Looking back over the past two years, was there something we missed? Is there anything you see that, now, makes you think we should have realized this would become a big deal?

I think more than that, it’s a great example of how the Constitution sets very little in stone. It’s a broad framework that is set up for each generation to interpret. If this case were coming up in the 1960s, when the court had a very different conception of federal power, there’s no doubt it would have been upheld.

Nothing has changed in the wording of the Commerce Clause, but we have a different political regime, and we have a more conservative Democratic party. We’ve got a much more conservative Supreme Court than we did in the 1960s. This is a very broad and malleable framework, even though the words don’t change.

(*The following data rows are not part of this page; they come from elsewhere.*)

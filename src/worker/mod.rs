//! Worker pool for offloading synchronous exception handlers.
//!
//! Synchronous handlers must not stall the cooperative scheduler, so the
//! dispatch wrapper pushes them onto a rayon pool and awaits the result over
//! a oneshot channel. The wrapper never sizes or configures the pool; it
//! uses the process-wide [`WorkerPool::shared`] instance.

use std::sync::{Arc, OnceLock};

use rayon::ThreadPool;
use tokio::sync::oneshot;

static SHARED: OnceLock<WorkerPool> = OnceLock::new();

/// Shared thread pool for blocking work.
#[derive(Clone)]
pub struct WorkerPool {
    pool: Arc<ThreadPool>,
}

impl Default for WorkerPool {
    fn default() -> Self {
        Self::new(num_cpus::get())
    }
}

impl WorkerPool {
    pub fn new(num_threads: usize) -> Self {
        let pool = rayon::ThreadPoolBuilder::new()
            .num_threads(num_threads)
            .build()
            .expect("failed to build worker thread pool");
        Self {
            pool: Arc::new(pool),
        }
    }

    /// The process-wide pool used for synchronous handler dispatch, created
    /// on first use with one thread per CPU.
    pub fn shared() -> &'static WorkerPool {
        SHARED.get_or_init(WorkerPool::default)
    }

    /// Run a blocking closure on the pool and await its result.
    pub async fn execute<F, R>(&self, f: F) -> R
    where
        F: FnOnce() -> R + Send + 'static,
        R: Send + 'static,
    {
        let (tx, rx) = oneshot::channel();
        self.pool.spawn(move || {
            let result = f();
            let _ = tx.send(result);
        });

        rx.await.expect("worker task panicked")
    }
}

When you started tracking these lawsuits, how seriously did you think the legal challenges would be taken?

I’ve been trying to watch it objectively. Over time, I could see there was more buy-in. It was like, almost every month, it became more and more likely that the Supreme Court was going to find it a credible argument. Then you had Judge [Jeffrey Sutton, a Reagan appointee] and Judge [Laurence Silberman, a George W. Bush appointee] rule in favor of the law. Those were the first moments of push back in the other direction.

I thought those would have gotten more discussion than they did, but the court didn’t really seem to engage with those opinions. For me, watching this, it’s been a steady progression of a greater likelihood that this would go to the Supreme Court.